**Task requirements**.
Exact transcription of the records is required.

(Stored items)
# # #
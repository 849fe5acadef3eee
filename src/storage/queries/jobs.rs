//! Durable job rows backing the work queue.
//!
//! The claim operation runs select-then-update inside a single
//! [`Database::with_conn`] closure; because all access shares one
//! mutex-guarded connection, two workers can never claim the same row.

use chrono::{DateTime, Utc};
use rusqlite::{params, OptionalExtension, Row};

use crate::storage::database::{Database, Result};

/// Lifecycle state of a job row.
#[derive(Debug, Clone, Copy, PartialEq, Eq)]
pub enum JobState {
    /// Waiting for its `run_at` time and a free worker.
    Pending,
    /// Claimed by exactly one in-flight execution attempt.
    Active,
    /// Handler finished successfully.
    Completed,
    /// Retries exhausted; kept for inspection.
    Failed,
}

impl JobState {
    /// The column value for this state.
    pub fn as_str(&self) -> &'static str {
        match self {
            JobState::Pending => "pending",
            JobState::Active => "active",
            JobState::Completed => "completed",
            JobState::Failed => "failed",
        }
    }

    fn parse(s: &str) -> JobState {
        match s {
            "active" => JobState::Active,
            "completed" => JobState::Completed,
            "failed" => JobState::Failed,
            _ => JobState::Pending,
        }
    }
}

/// One persisted job row.
#[derive(Debug, Clone)]
pub struct JobRow {
    /// Queue-assigned job id.
    pub id: String,
    /// Job type discriminator; worker pools claim by type.
    pub job_type: String,
    /// Serialized payload.
    pub payload: String,
    /// Current lifecycle state.
    pub state: JobState,
    /// Delivery attempts made so far (incremented at claim time).
    pub attempts_made: u32,
    /// Attempt budget before the job is moved to `failed`.
    pub max_attempts: u32,
    /// Base delay for exponential backoff, in milliseconds.
    pub backoff_base_ms: u64,
    /// Error recorded by the most recent failed attempt.
    pub last_error: Option<String>,
}

/// Appends a new pending job.
pub async fn insert(
    db: &Database,
    id: &str,
    job_type: &str,
    payload: &str,
    max_attempts: u32,
    backoff_base_ms: u64,
    run_at: DateTime<Utc>,
) -> Result<()> {
    let id = id.to_string();
    let job_type = job_type.to_string();
    let payload = payload.to_string();

    db.with_conn(move |conn| {
        let now = Utc::now().to_rfc3339();
        conn.execute(
            r#"
            INSERT INTO jobs (
                id, job_type, payload, state, attempts_made, max_attempts,
                backoff_base_ms, run_at, created_at, updated_at
            ) VALUES (?1, ?2, ?3, 'pending', 0, ?4, ?5, ?6, ?7, ?7)
            "#,
            params![
                id,
                job_type,
                payload,
                max_attempts,
                backoff_base_ms,
                run_at.to_rfc3339(),
                now
            ],
        )?;
        Ok(())
    })
    .await
}

/// Claims the next ready job of the given type, if any.
///
/// The returned row reflects the claim: state `active`, attempt counter
/// already incremented.
pub async fn claim_next(
    db: &Database,
    job_type: &str,
    now: DateTime<Utc>,
) -> Result<Option<JobRow>> {
    let job_type = job_type.to_string();

    db.with_conn(move |conn| {
        let now_str = now.to_rfc3339();
        let candidate = conn
            .query_row(
                &format!(
                    "{SELECT_JOB}
                     WHERE job_type = ?1 AND state = 'pending' AND run_at <= ?2
                     ORDER BY run_at, created_at
                     LIMIT 1"
                ),
                params![job_type, now_str],
                row_to_job,
            )
            .optional()?;

        let Some(mut job) = candidate else {
            return Ok(None);
        };

        conn.execute(
            "UPDATE jobs
             SET state = 'active', attempts_made = attempts_made + 1,
                 claimed_at = ?1, updated_at = ?1
             WHERE id = ?2",
            params![now_str, job.id],
        )?;

        job.state = JobState::Active;
        job.attempts_made += 1;
        Ok(Some(job))
    })
    .await
}

/// Marks a job as successfully completed.
pub async fn mark_completed(db: &Database, id: &str) -> Result<()> {
    let id = id.to_string();

    db.with_conn(move |conn| {
        let now = Utc::now().to_rfc3339();
        conn.execute(
            "UPDATE jobs SET state = 'completed', claimed_at = NULL, updated_at = ?1 WHERE id = ?2",
            params![now, id],
        )?;
        Ok(())
    })
    .await
}

/// Returns a failed attempt to the pending state, scheduled for `run_at`.
pub async fn reschedule(db: &Database, id: &str, error: &str, run_at: DateTime<Utc>) -> Result<()> {
    let id = id.to_string();
    let error = error.to_string();

    db.with_conn(move |conn| {
        let now = Utc::now().to_rfc3339();
        conn.execute(
            "UPDATE jobs
             SET state = 'pending', claimed_at = NULL, last_error = ?1,
                 run_at = ?2, updated_at = ?3
             WHERE id = ?4",
            params![error, run_at.to_rfc3339(), now, id],
        )?;
        Ok(())
    })
    .await
}

/// Moves a job to the terminal failed state.
pub async fn mark_failed(db: &Database, id: &str, error: &str) -> Result<()> {
    let id = id.to_string();
    let error = error.to_string();

    db.with_conn(move |conn| {
        let now = Utc::now().to_rfc3339();
        conn.execute(
            "UPDATE jobs
             SET state = 'failed', claimed_at = NULL, last_error = ?1, updated_at = ?2
             WHERE id = ?3",
            params![error, now, id],
        )?;
        Ok(())
    })
    .await
}

/// Retrieves a job by id.
pub async fn get(db: &Database, id: &str) -> Result<Option<JobRow>> {
    let id = id.to_string();

    db.with_conn(move |conn| {
        let result = conn
            .query_row(
                &format!("{SELECT_JOB} WHERE id = ?1"),
                [&id],
                row_to_job,
            )
            .optional()?;
        Ok(result)
    })
    .await
}

/// Lists jobs of a type in a given state, oldest first.
pub async fn by_state(db: &Database, job_type: &str, state: JobState) -> Result<Vec<JobRow>> {
    let job_type = job_type.to_string();

    db.with_conn(move |conn| {
        let mut stmt = conn.prepare(&format!(
            "{SELECT_JOB} WHERE job_type = ?1 AND state = ?2 ORDER BY created_at"
        ))?;
        let rows = stmt.query_map(params![job_type, state.as_str()], row_to_job)?;
        Ok(rows.collect::<std::result::Result<Vec<_>, _>>()?)
    })
    .await
}

/// Counts jobs of a type in a given state.
pub async fn count_by_state(db: &Database, job_type: &str, state: JobState) -> Result<u32> {
    let job_type = job_type.to_string();

    db.with_conn(move |conn| {
        let count: u32 = conn.query_row(
            "SELECT COUNT(*) FROM jobs WHERE job_type = ?1 AND state = ?2",
            params![job_type, state.as_str()],
            |row| row.get(0),
        )?;
        Ok(count)
    })
    .await
}

/// Returns every `active` job to `pending`.
///
/// Run at startup: rows left active by a crashed worker become deliverable
/// again, which is what gives the queue its at-least-once guarantee across
/// restarts.
pub async fn recover_stale_active(db: &Database) -> Result<usize> {
    db.with_conn(|conn| {
        let now = Utc::now().to_rfc3339();
        let changed = conn.execute(
            "UPDATE jobs SET state = 'pending', claimed_at = NULL, updated_at = ?1
             WHERE state = 'active'",
            [&now],
        )?;
        Ok(changed)
    })
    .await
}

const SELECT_JOB: &str = r#"
    SELECT id, job_type, payload, state, attempts_made, max_attempts,
           backoff_base_ms, last_error
    FROM jobs
"#;

fn row_to_job(row: &Row<'_>) -> std::result::Result<JobRow, rusqlite::Error> {
    let state: String = row.get(3)?;
    Ok(JobRow {
        id: row.get(0)?,
        job_type: row.get(1)?,
        payload: row.get(2)?,
        state: JobState::parse(&state),
        attempts_made: row.get(4)?,
        max_attempts: row.get(5)?,
        backoff_base_ms: row.get(6)?,
        last_error: row.get(7)?,
    })
}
# # #
**Solution**.
repository 849fe5acadef3eee
filename src/storage/queries/jobs.rs
//! Durable job rows backing the work queue.
//!
//! The claim operation runs select-then-update inside a single
//! [`Database::with_conn`] closure; because all access shares one
//! mutex-guarded connection, two workers can never claim the same row.

use chrono::{DateTime, Utc};
use rusqlite::{params, OptionalExtension, Row};

use crate::storage::database::{Database, Result};

/// Lifecycle state of a job row.
#[derive(Debug, Clone, Copy, PartialEq, Eq)]
pub enum JobState {
    /// Waiting for its `run_at` time and a free worker.
    Pending,
    /// Claimed by exactly one in-flight execution attempt.
    Active,
    /// Handler finished successfully.
    Completed,
    /// Retries exhausted; kept for inspection.
    Failed,
}

impl JobState {
    /// The column value for this state.
    pub fn as_str(&self) -> &'static str {
        match self {
            JobState::Pending => "pending",
            JobState::Active => "active",
            JobState::Completed => "completed",
            JobState::Failed => "failed",
        }
    }

    fn parse(s: &str) -> JobState {
        match s {
            "active" => JobState::Active,
            "completed" => JobState::Completed,
            "failed" => JobState::Failed,
            _ => JobState::Pending,
        }
    }
}

/// One persisted job row.
#[derive(Debug, Clone)]
pub struct JobRow {
    /// Queue-assigned job id.
    pub id: String,
    /// Job type discriminator; worker pools claim by type.
    pub job_type: String,
    /// Serialized payload.
    pub payload: String,
    /// Current lifecycle state.
    pub state: JobState,
    /// Delivery attempts made so far (incremented at claim time).
    pub attempts_made: u32,
    /// Attempt budget before the job is moved to `failed`.
    pub max_attempts: u32,
    /// Base delay for exponential backoff, in milliseconds.
    pub backoff_base_ms: u64,
    /// Error recorded by the most recent failed attempt.
    pub last_error: Option<String>,
}

/// Appends a new pending job.
pub async fn insert(
    db: &Database,
    id: &str,
    job_type: &str,
    payload: &str,
    max_attempts: u32,
    backoff_base_ms: u64,
    run_at: DateTime<Utc>,
) -> Result<()> {
    let id = id.to_string();
    let job_type = job_type.to_string();
    let payload = payload.to_string();

    db.with_conn(move |conn| {
        let now = Utc::now().to_rfc3339();
        conn.execute(
            r#"
            INSERT INTO jobs (
                id, job_type, payload, state, attempts_made, max_attempts,
                backoff_base_ms, run_at, created_at, updated_at
            ) VALUES (?1, ?2, ?3, 'pending', 0, ?4, ?5, ?6, ?7, ?7)
            "#,
            params![
                id,
                job_type,
                payload,
                max_attempts,
                backoff_base_ms,
                run_at.to_rfc3339(),
                now
            ],
        )?;
        Ok(())
    })
    .await
}

/// Claims the next ready job of the given type, if any.
///
/// The returned row reflects the claim: state `active`, attempt counter
/// already incremented.
pub async fn claim_next(
    db: &Database,
    job_type: &str,
    now: DateTime<Utc>,
) -> Result<Option<JobRow>> {
    let job_type = job_type.to_string();

    db.with_conn(move |conn| {
        let now_str = now.to_rfc3339();
        let candidate = conn
            .query_row(
                &format!(
                    "{SELECT_JOB}
                     WHERE job_type = ?1 AND state = 'pending' AND run_at <= ?2
                     ORDER BY run_at, created_at
                     LIMIT 1"
                ),
                params![job_type, now_str],
                row_to_job,
            )
            .optional()?;

        let Some(mut job) = candidate else {
            return Ok(None);
        };

        conn.execute(
            "UPDATE jobs
             SET state = 'active', attempts_made = attempts_made + 1,
                 claimed_at = ?1, updated_at = ?1
             WHERE id = ?2",
            params![now_str, job.id],
        )?;

        job.state = JobState::Active;
        job.attempts_made += 1;
        Ok(Some(job))
    })
    .await
}

/// Marks a job as successfully completed.
pub async fn mark_completed(db: &Database, id: &str) -> Result<()> {
    let id = id.to_string();

    db.with_conn(move |conn| {
        let now = Utc::now().to_rfc3339();
        conn.execute(
            "UPDATE jobs SET state = 'completed', claimed_at = NULL, updated_at = ?1 WHERE id = ?2",
            params![now, id],
        )?;
        Ok(())
    })
    .await
}

/// Returns a failed attempt to the pending state, scheduled for `run_at`.
pub async fn reschedule(db: &Database, id: &str, error: &str, run_at: DateTime<Utc>) -> Result<()> {
    let id = id.to_string();
    let error = error.to_string();

    db.with_conn(move |conn| {
        let now = Utc::now().to_rfc3339();
        conn.execute(
            "UPDATE jobs
             SET state = 'pending', claimed_at = NULL, last_error = ?1,
                 run_at = ?2, updated_at = ?3
             WHERE id = ?4",
            params![error, run_at.to_rfc3339(), now, id],
        )?;
        Ok(())
    })
    .await
}

/// Moves a job to the terminal failed state.
pub async fn mark_failed(db: &Database, id: &str, error: &str) -> Result<()> {
    let id = id.to_string();
    let error = error.to_string();

    db.with_conn(move |conn| {
        let now = Utc::now().to_rfc3339();
        conn.execute(
            "UPDATE jobs
             SET state = 'failed', claimed_at = NULL, last_error = ?1, updated_at = ?2
             WHERE id = ?3",
            params![error, now, id],
        )?;
        Ok(())
    })
    .await
}

/// Retrieves a job by id.
pub async fn get(db: &Database, id: &str) -> Result<Option<JobRow>> {
    let id = id.to_string();

    db.with_conn(move |conn| {
        let result = conn
            .query_row(
                &format!("{SELECT_JOB} WHERE id = ?1"),
                [&id],
                row_to_job,
            )
            .optional()?;
        Ok(result)
    })
    .await
}

/// Lists jobs of a type in a given state, oldest first.
pub async fn by_state(db: &Database, job_type: &str, state: JobState) -> Result<Vec<JobRow>> {
    let job_type = job_type.to_string();

    db.with_conn(move |conn| {
        let mut stmt = conn.prepare(&format!(
            "{SELECT_JOB} WHERE job_type = ?1 AND state = ?2 ORDER BY created_at"
        ))?;
        let rows = stmt.query_map(params![job_type, state.as_str()], row_to_job)?;
        Ok(rows.collect::<std::result::Result<Vec<_>, _>>()?)
    })
    .await
}

/// Counts jobs of a type in a given state.
pub async fn count_by_state(db: &Database, job_type: &str, state: JobState) -> Result<u32> {
    let job_type = job_type.to_string();

    db.with_conn(move |conn| {
        let count: u32 = conn.query_row(
            "SELECT COUNT(*) FROM jobs WHERE job_type = ?1 AND state = ?2",
            params![job_type, state.as_str()],
            |row| row.get(0),
        )?;
        Ok(count)
    })
    .await
}

/// Returns every `active` job to `pending`.
///
/// Run at startup: rows left active by a crashed worker become deliverable
/// again, which is what gives the queue its at-least-once guarantee across
/// restarts.
pub async fn recover_stale_active(db: &Database) -> Result<usize> {
    db.with_conn(|conn| {
        let now = Utc::now().to_rfc3339();
        let changed = conn.execute(
            "UPDATE jobs SET state = 'pending', claimed_at = NULL, updated_at = ?1
             WHERE state = 'active'",
            [&now],
        )?;
        Ok(changed)
    })
    .await
}

const SELECT_JOB: &str = r#"
    SELECT id, job_type, payload, state, attempts_made, max_attempts,
           backoff_base_ms, last_error
    FROM jobs
"#;

fn row_to_job(row: &Row<'_>) -> std::result::Result<JobRow, rusqlite::Error> {
    let state: String = row.get(3)?;
    Ok(JobRow {
        id: row.get(0)?,
        job_type: row.get(1)?,
        payload: row.get(2)?,
        state: JobState::parse(&state),
        attempts_made: row.get(4)?,
        max_attempts: row.get(5)?,
        backoff_base_ms: row.get(6)?,
        last_error: row.get(7)?,
    })
}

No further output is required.